--- Working data Enclosed Below ---
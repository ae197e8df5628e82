//! In-process store implementations backed by `tokio::sync::RwLock` maps.
//!
//! Uniqueness checks and inserts happen under one write lock, so concurrent
//! duplicate registrations resolve to exactly one winner.

use async_trait::async_trait;
use chrono::Utc;
use std::collections::HashMap;
use tokio::sync::RwLock;
use uuid::Uuid;

use super::{BookingStore, CredentialStore, RefreshWhitelist};
use crate::auth::hash_token;
use crate::domain::{Account, Booking, NewAccount, NewBooking, ProfileUpdate, Role, Session};
use crate::error::AppError;

#[derive(Default)]
pub struct InMemoryCredentialStore {
    accounts: RwLock<HashMap<Uuid, Account>>,
}

fn email_taken(accounts: &HashMap<Uuid, Account>, email: &str) -> bool {
    accounts
        .values()
        .any(|a| a.email.eq_ignore_ascii_case(email))
}

fn username_taken(
    accounts: &HashMap<Uuid, Account>,
    role: Role,
    username: &str,
    except: Option<Uuid>,
) -> bool {
    accounts.values().any(|a| {
        a.role == role && a.username.as_deref() == Some(username) && Some(a.id) != except
    })
}

#[async_trait]
impl CredentialStore for InMemoryCredentialStore {
    async fn find_by_id(&self, id: Uuid) -> Result<Option<Account>, AppError> {
        Ok(self.accounts.read().await.get(&id).cloned())
    }

    async fn find_by_email(&self, email: &str) -> Result<Option<Account>, AppError> {
        let accounts = self.accounts.read().await;
        Ok(accounts
            .values()
            .find(|a| a.email.eq_ignore_ascii_case(email))
            .cloned())
    }

    async fn find_by_username(
        &self,
        role: Role,
        username: &str,
    ) -> Result<Option<Account>, AppError> {
        let accounts = self.accounts.read().await;
        Ok(accounts
            .values()
            .find(|a| a.role == role && a.username.as_deref() == Some(username))
            .cloned())
    }

    async fn create(&self, account: NewAccount) -> Result<Account, AppError> {
        let mut accounts = self.accounts.write().await;

        if email_taken(&accounts, &account.email) {
            return Err(AppError::conflict("email already registered"));
        }
        if let Some(username) = &account.username {
            if username_taken(&accounts, account.role, username, None) {
                return Err(AppError::conflict("username already taken"));
            }
        }

        let account = account.into_account(Uuid::new_v4(), Utc::now());
        accounts.insert(account.id, account.clone());
        Ok(account)
    }

    async fn update_profile(&self, id: Uuid, update: &ProfileUpdate) -> Result<Account, AppError> {
        let mut accounts = self.accounts.write().await;

        if let Some(username) = &update.username {
            let role = accounts
                .get(&id)
                .map(|a| a.role)
                .ok_or_else(|| AppError::not_found("account"))?;
            if username_taken(&accounts, role, username, Some(id)) {
                return Err(AppError::conflict("username already taken"));
            }
        }

        let account = accounts
            .get_mut(&id)
            .ok_or_else(|| AppError::not_found("account"))?;
        update.apply(account);
        account.updated_at = Utc::now();
        Ok(account.clone())
    }

    async fn set_password_hash(&self, id: Uuid, password_hash: &str) -> Result<(), AppError> {
        let mut accounts = self.accounts.write().await;
        let account = accounts
            .get_mut(&id)
            .ok_or_else(|| AppError::not_found("account"))?;
        account.password_hash = password_hash.to_string();
        account.updated_at = Utc::now();
        Ok(())
    }

    async fn set_deactivated(&self, id: Uuid, deactivated: bool) -> Result<Account, AppError> {
        let mut accounts = self.accounts.write().await;
        let account = accounts
            .get_mut(&id)
            .ok_or_else(|| AppError::not_found("account"))?;
        account.is_deactivated = deactivated;
        account.updated_at = Utc::now();
        Ok(account.clone())
    }

    async fn delete(&self, id: Uuid) -> Result<bool, AppError> {
        Ok(self.accounts.write().await.remove(&id).is_some())
    }
}

#[derive(Default)]
pub struct InMemoryRefreshWhitelist {
    sessions: RwLock<HashMap<Uuid, Session>>,
}

#[async_trait]
impl RefreshWhitelist for InMemoryRefreshWhitelist {
    async fn add(
        &self,
        session_id: Uuid,
        refresh_token: &str,
        account_id: Uuid,
    ) -> Result<(), AppError> {
        let mut sessions = self.sessions.write().await;
        if sessions.contains_key(&session_id) {
            return Err(AppError::conflict("session already exists"));
        }
        sessions.insert(
            session_id,
            Session {
                session_id,
                account_id,
                refresh_token_hash: hash_token(refresh_token),
                issued_at: Utc::now(),
            },
        );
        Ok(())
    }

    async fn find_by_session_id(&self, session_id: Uuid) -> Result<Option<Session>, AppError> {
        Ok(self.sessions.read().await.get(&session_id).cloned())
    }

    async fn replace(
        &self,
        session_id: Uuid,
        expected_hash: &str,
        refresh_token: &str,
    ) -> Result<bool, AppError> {
        let mut sessions = self.sessions.write().await;
        match sessions.get_mut(&session_id) {
            Some(session) if session.refresh_token_hash == expected_hash => {
                session.refresh_token_hash = hash_token(refresh_token);
                session.issued_at = Utc::now();
                Ok(true)
            }
            _ => Ok(false),
        }
    }

    async fn revoke(&self, session_id: Uuid) -> Result<(), AppError> {
        self.sessions.write().await.remove(&session_id);
        Ok(())
    }

    async fn revoke_all_for_account(&self, account_id: Uuid) -> Result<u64, AppError> {
        let mut sessions = self.sessions.write().await;
        let before = sessions.len();
        sessions.retain(|_, s| s.account_id != account_id);
        Ok((before - sessions.len()) as u64)
    }
}

#[derive(Default)]
pub struct InMemoryBookingStore {
    bookings: RwLock<Vec<Booking>>,
}

#[async_trait]
impl BookingStore for InMemoryBookingStore {
    async fn create(&self, booking: NewBooking) -> Result<Booking, AppError> {
        let booking = booking.into_booking(Uuid::new_v4(), Utc::now());
        self.bookings.write().await.push(booking.clone());
        Ok(booking)
    }

    async fn list_all(&self) -> Result<Vec<Booking>, AppError> {
        Ok(self.bookings.read().await.clone())
    }

    async fn list_for_borrower(&self, role: Role, email: &str) -> Result<Vec<Booking>, AppError> {
        let bookings = self.bookings.read().await;
        Ok(bookings
            .iter()
            .filter(|b| b.borrower_role == role && b.borrower_email.eq_ignore_ascii_case(email))
            .cloned()
            .collect())
    }
}

#[cfg(test)]
mod tests {
    use super::*;
    use std::sync::Arc;

    fn new_account(role: Role, email: &str, username: Option<&str>) -> NewAccount {
        NewAccount {
            role,
            name: "Test".to_string(),
            last_name: None,
            email: email.to_string(),
            username: username.map(str::to_string),
            class_room: None,
            password_hash: "hash".to_string(),
        }
    }

    #[tokio::test]
    async fn test_email_unique_across_roles() {
        let store = InMemoryCredentialStore::default();
        store
            .create(new_account(Role::Student, "a@example.com", Some("a")))
            .await
            .unwrap();

        let err = store
            .create(new_account(Role::Teacher, "A@example.com", Some("a")))
            .await
            .unwrap_err();
        assert!(err.is_conflict());
    }

    #[tokio::test]
    async fn test_username_unique_within_role_only() {
        let store = InMemoryCredentialStore::default();
        store
            .create(new_account(Role::Student, "s@example.com", Some("sam")))
            .await
            .unwrap();

        assert!(store
            .create(new_account(Role::Student, "s2@example.com", Some("sam")))
            .await
            .unwrap_err()
            .is_conflict());
        assert!(store
            .create(new_account(Role::Teacher, "t@example.com", Some("sam")))
            .await
            .is_ok());
    }

    #[tokio::test]
    async fn test_concurrent_duplicate_registration_has_one_winner() {
        let store = Arc::new(InMemoryCredentialStore::default());
        let mut handles = Vec::new();
        for i in 0..8 {
            let store = store.clone();
            handles.push(tokio::spawn(async move {
                store
                    .create(new_account(Role::Student, "race@example.com", Some(&format!("u{}", i))))
                    .await
            }));
        }

        let mut created = 0;
        for handle in handles {
            if handle.await.unwrap().is_ok() {
                created += 1;
            }
        }
        assert_eq!(created, 1);
    }

    #[tokio::test]
    async fn test_update_missing_account_is_not_found() {
        let store = InMemoryCredentialStore::default();
        let err = store
            .set_deactivated(Uuid::new_v4(), true)
            .await
            .unwrap_err();
        assert!(err.is_not_found());
    }

    #[tokio::test]
    async fn test_whitelist_lifecycle() {
        let whitelist = InMemoryRefreshWhitelist::default();
        let session_id = Uuid::new_v4();
        let account_id = Uuid::new_v4();

        whitelist.add(session_id, "token-1", account_id).await.unwrap();
        let entry = whitelist.find_by_session_id(session_id).await.unwrap().unwrap();
        assert_eq!(entry.account_id, account_id);
        assert_eq!(entry.refresh_token_hash, hash_token("token-1"));

        assert!(whitelist
            .replace(session_id, &hash_token("token-1"), "token-2")
            .await
            .unwrap());
        let entry = whitelist.find_by_session_id(session_id).await.unwrap().unwrap();
        assert_eq!(entry.refresh_token_hash, hash_token("token-2"));

        whitelist.revoke(session_id).await.unwrap();
        assert!(whitelist.find_by_session_id(session_id).await.unwrap().is_none());
        assert!(!whitelist
            .replace(session_id, &hash_token("token-2"), "token-3")
            .await
            .unwrap());
    }

    #[tokio::test]
    async fn test_replace_requires_current_hash() {
        let whitelist = InMemoryRefreshWhitelist::default();
        let session_id = Uuid::new_v4();
        whitelist.add(session_id, "token-1", Uuid::new_v4()).await.unwrap();
        let stale = hash_token("token-1");

        assert!(whitelist.replace(session_id, &stale, "token-2").await.unwrap());
        // A second rotation from the same starting point loses
        assert!(!whitelist.replace(session_id, &stale, "token-3").await.unwrap());

        let entry = whitelist.find_by_session_id(session_id).await.unwrap().unwrap();
        assert_eq!(entry.refresh_token_hash, hash_token("token-2"));
    }

    #[tokio::test]
    async fn test_revoke_all_for_account() {
        let whitelist = InMemoryRefreshWhitelist::default();
        let account_id = Uuid::new_v4();
        let other = Uuid::new_v4();

        whitelist.add(Uuid::new_v4(), "a", account_id).await.unwrap();
        whitelist.add(Uuid::new_v4(), "b", account_id).await.unwrap();
        let kept = Uuid::new_v4();
        whitelist.add(kept, "c", other).await.unwrap();

        assert_eq!(whitelist.revoke_all_for_account(account_id).await.unwrap(), 2);
        assert!(whitelist.find_by_session_id(kept).await.unwrap().is_some());
    }

    #[tokio::test]
    async fn test_bookings_filtered_by_role_and_email() {
        let store = InMemoryBookingStore::default();
        for (email, role) in [
            ("s@example.com", Role::Student),
            ("s@example.com", Role::Student),
            ("t@example.com", Role::Teacher),
        ] {
            store
                .create(NewBooking {
                    book_title: "Dune".to_string(),
                    borrower_email: email.to_string(),
                    borrower_role: role,
                    due_at: None,
                })
                .await
                .unwrap();
        }

        assert_eq!(store.list_all().await.unwrap().len(), 3);
        assert_eq!(
            store
                .list_for_borrower(Role::Student, "s@example.com")
                .await
                .unwrap()
                .len(),
            2
        );
        assert!(store
            .list_for_borrower(Role::Teacher, "s@example.com")
            .await
            .unwrap()
            .is_empty());
    }
}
--- End of Enclosed Working data ---
**Problem description:** Set down exactly the lines from the opening line of the material through the line in which "use crate::auth::hash_token;" occurs, both included, and no other lines.

**Result of the task:**
repository ae197e8df5628e82
//! In-process store implementations backed by `tokio::sync::RwLock` maps.
//!
//! Uniqueness checks and inserts happen under one write lock, so concurrent
//! duplicate registrations resolve to exactly one winner.

use async_trait::async_trait;
use chrono::Utc;
use std::collections::HashMap;
use tokio::sync::RwLock;
use uuid::Uuid;

use super::{BookingStore, CredentialStore, RefreshWhitelist};
use crate::auth::hash_token;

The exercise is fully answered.